◆ ACTION ITEM
Everything from the first line of the material below through the line containing "cordons travel this" is to be printed exactly, and nothing more.

◆ AVAILABLE DATA

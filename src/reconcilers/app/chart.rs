// Copyright (c) 2025 Erick Bourgeois, firestoned
// SPDX-License-Identifier: MIT

//! Chart generation unit.
//!
//! Produces the Chart CR the downstream chart operator installs: app name in
//! the chart namespace, tarball URL derived from the resolved catalog, and
//! config references pointing at the generated config map / secret when they
//! exist. Exactly one Chart exists per App, with the same lifetime.

#[allow(clippy::wildcard_imports)]
use super::types::*;

use crate::constants::DEFAULT_CHART_OPERATOR_VERSION;
use crate::settings::Settings;

/// Chain unit owning the generated Chart CR.
pub struct ChartResource {
    chart_namespace: String,
    webhook_base_url: Option<String>,
}

impl ChartResource {
    /// Build the unit from operator settings.
    #[must_use]
    pub fn new(settings: &Settings) -> Self {
        ChartResource {
            chart_namespace: settings.chart_namespace.clone(),
            webhook_base_url: settings.webhook_base_url.clone(),
        }
    }

    fn desired_chart(&self, app: &App, catalog: &Catalog, rctx: &ReconcileCtx) -> Chart {
        let config = chart_config(app, rctx, &self.chart_namespace);

        let mut chart = Chart::new(
            &app.name_any(),
            ChartSpec {
                name: key::app_name(app).to_string(),
                namespace: key::namespace(app).to_string(),
                version: key::version(app).to_string(),
                catalog: key::catalog_name(app).to_string(),
                tarball_url: key::tarball_url(app, catalog),
                config,
            },
        );

        chart.metadata.namespace = Some(self.chart_namespace.clone());
        chart.metadata.labels = Some(chart_labels(app));
        let annotations = self.chart_annotations(app);
        if !annotations.is_empty() {
            chart.metadata.annotations = Some(annotations);
        }

        chart
    }

    /// Annotations for the generated Chart: everything chart-operator
    /// prefixed carried over from the App (chart-level cordons travel this
    /// way), plus the status webhook endpoint when configured.
    fn chart_annotations(&self, app: &App) -> BTreeMap<String, String> {
        let mut annotations: BTreeMap<String, String> = app
            .annotations()
            .iter()
            .filter(|(k, _)| k.starts_with(CHART_OPERATOR_PREFIX))
            .map(|(k, v)| (k.clone(), v.clone()))
            .collect();

        if let Some(base_url) = &self.webhook_base_url {
            annotations.insert(
                WEBHOOK_URL_ANNOTATION.to_string(),
                format!(
                    "{}/{}/{}",
                    base_url.trim_end_matches('/'),
                    app.namespace().unwrap_or_default(),
                    app.name_any()
                ),
            );
        }

        annotations
    }
}

fn chart_labels(app: &App) -> BTreeMap<String, String> {
    let chart_operator_version = app
        .labels()
        .get(CHART_OPERATOR_VERSION_LABEL)
        .cloned()
        .unwrap_or_else(|| DEFAULT_CHART_OPERATOR_VERSION.to_string());

    BTreeMap::from([
        (MANAGED_BY_LABEL.to_string(), PROJECT_NAME.to_string()),
        (
            CHART_OPERATOR_VERSION_LABEL.to_string(),
            chart_operator_version,
        ),
    ])
}

fn chart_config(app: &App, rctx: &ReconcileCtx, chart_namespace: &str) -> Option<ChartSpecConfig> {
    if !rctx.config_map_desired && !rctx.secret_desired {
        return None;
    }

    Some(ChartSpecConfig {
        config_map: rctx.config_map_desired.then(|| NamespacedObjectRef {
            name: key::chart_config_map_name(app),
            namespace: chart_namespace.to_string(),
        }),
        secret: rctx.secret_desired.then(|| NamespacedObjectRef {
            name: key::chart_secret_name(app),
            namespace: chart_namespace.to_string(),
        }),
    })
}

/// Equality over the fields this operator owns: name, spec, labels and
/// annotations. Server-managed metadata is ignored.
fn charts_equal(current: &Chart, desired: &Chart) -> bool {
    current.metadata.name == desired.metadata.name
        && current.spec == desired.spec
        && current.metadata.labels == desired.metadata.labels
        && current.metadata.annotations == desired.metadata.annotations
}

#[async_trait]
impl ChainResource for ChartResource {
    type State = Chart;

    const NAME: &'static str = "chart";

    async fn current_state(
        &self,
        _ctx: &Context,
        rctx: &mut ReconcileCtx,
        app: &App,
    ) -> Result<Option<Chart>> {
        let Some(target) = rctx.target.clone() else {
            return Ok(None);
        };

        let name = app.name_any();

        debug!("finding chart {:?}", name);

        let api: Api<Chart> = Api::namespaced(target, &self.chart_namespace);

        match api.get(&name).await {
            Ok(chart) => Ok(Some(chart)),
            Err(err) if is_kube_not_found(&err) => {
                debug!(
                    "did not find chart {:?} in namespace {:?}",
                    name, self.chart_namespace
                );
                Ok(None)
            }
            Err(err) if is_api_unavailable(&err) => {
                debug!("target cluster is unavailable, canceling reconciliation");
                rctx.status.target_cluster.is_unavailable = true;
                rctx.cancel_chain();
                Ok(None)
            }
            Err(err) => Err(err.into()),
        }
    }

    async fn desired_state(
        &self,
        _ctx: &Context,
        rctx: &mut ReconcileCtx,
        app: &App,
    ) -> Result<Option<Chart>> {
        if key::is_deleted(app) {
            let mut chart = Chart::new(&app.name_any(), ChartSpec::default());
            chart.metadata.namespace = Some(self.chart_namespace.clone());
            return Ok(Some(chart));
        }

        let catalog = rctx
            .catalog
            .clone()
            .ok_or_else(|| Error::EmptyValue("catalog not resolved".to_string()))?;

        Ok(Some(self.desired_chart(app, &catalog, rctx)))
    }

    fn states_equal(&self, current: &Chart, desired: &Chart) -> bool {
        charts_equal(current, desired)
    }

    fn new_update_change(
        &self,
        current: Option<&Chart>,
        desired: Option<&Chart>,
    ) -> Option<Change<Chart>> {
        match (current, desired) {
            (Some(current), Some(desired)) if !charts_equal(current, desired) => {
                // Replace needs the live resource version.
                let mut desired = desired.clone();
                desired.metadata.resource_version = current.metadata.resource_version.clone();
                Some(Change::Update(desired))
            }
            _ => None,
        }
    }

    async fn apply_change(
        &self,
        _ctx: &Context,
        rctx: &mut ReconcileCtx,
        app: &App,
        change: Change<Chart>,
    ) -> Result<()> {
        let Some(target) = rctx.target.clone() else {
            return Ok(());
        };

        let api: Api<Chart> = Api::namespaced(target, &self.chart_namespace);

        let result = match &change {
            Change::Create(chart) => {
                let name = chart.name_any();
                info!(
                    "creating chart {:?} in namespace {:?} for app {:?}",
                    name,
                    self.chart_namespace,
                    app.name_any()
                );
                match api.create(&PostParams::default(), chart).await {
                    Ok(_) => {
                        crate::metrics::record_resource_created(KIND_CHART);
                        Ok(())
                    }
                    Err(kube::Error::Api(resp)) if resp.code == 409 => {
                        debug!("chart {:?} already created", name);
                        Ok(())
                    }
                    Err(err) => Err(err),
                }
            }
            Change::Update(chart) => {
                let name = chart.name_any();
                info!(
                    "updating chart {:?} in namespace {:?} for app {:?}",
                    name,
                    self.chart_namespace,
                    app.name_any()
                );
                match api.replace(&name, &PostParams::default(), chart).await {
                    Ok(_) => {
                        crate::metrics::record_resource_updated(KIND_CHART);
                        Ok(())
                    }
                    Err(err) => Err(err),
                }
            }
            Change::Delete(chart) => {
                let name = chart.name_any();
                info!(
                    "deleting chart {:?} in namespace {:?} for app {:?}",
                    name,
                    self.chart_namespace,
                    app.name_any()
                );
                match api.delete(&name, &DeleteParams::default()).await {
                    Ok(_) => {
                        crate::metrics::record_resource_deleted(KIND_CHART);
                        Ok(())
                    }
                    Err(err) if is_kube_not_found(&err) => {
                        debug!("chart {:?} already deleted", name);
                        Ok(())
                    }
                    Err(err) => Err(err),
                }
            }
        };

        match result {
            Ok(()) => Ok(()),
            Err(err) if is_api_unavailable(&err) => {
                debug!("target cluster is unavailable, canceling reconciliation");
                rctx.status.target_cluster.is_unavailable = true;
                rctx.cancel_chain();
                Ok(())
            }
            Err(err) => Err(err.into()),
        }
    }
}

#[cfg(test)]
#[path = "chart_tests.rs"]
mod chart_tests;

◆ REPLY
filename src/reconcilers/app/chart.rs
// Copyright (c) 2025 Erick Bourgeois, firestoned
// SPDX-License-Identifier: MIT

//! Chart generation unit.
//!
//! Produces the Chart CR the downstream chart operator installs: app name in
//! the chart namespace, tarball URL derived from the resolved catalog, and
//! config references pointing at the generated config map / secret when they
//! exist. Exactly one Chart exists per App, with the same lifetime.

#[allow(clippy::wildcard_imports)]
use super::types::*;

use crate::constants::DEFAULT_CHART_OPERATOR_VERSION;
use crate::settings::Settings;

/// Chain unit owning the generated Chart CR.
pub struct ChartResource {
    chart_namespace: String,
    webhook_base_url: Option<String>,
}

impl ChartResource {
    /// Build the unit from operator settings.
    #[must_use]
    pub fn new(settings: &Settings) -> Self {
        ChartResource {
            chart_namespace: settings.chart_namespace.clone(),
            webhook_base_url: settings.webhook_base_url.clone(),
        }
    }

    fn desired_chart(&self, app: &App, catalog: &Catalog, rctx: &ReconcileCtx) -> Chart {
        let config = chart_config(app, rctx, &self.chart_namespace);

        let mut chart = Chart::new(
            &app.name_any(),
            ChartSpec {
                name: key::app_name(app).to_string(),
                namespace: key::namespace(app).to_string(),
                version: key::version(app).to_string(),
                catalog: key::catalog_name(app).to_string(),
                tarball_url: key::tarball_url(app, catalog),
                config,
            },
        );

        chart.metadata.namespace = Some(self.chart_namespace.clone());
        chart.metadata.labels = Some(chart_labels(app));
        let annotations = self.chart_annotations(app);
        if !annotations.is_empty() {
            chart.metadata.annotations = Some(annotations);
        }

        chart
    }

    /// Annotations for the generated Chart: everything chart-operator
    /// prefixed carried over from the App (chart-level cordons travel this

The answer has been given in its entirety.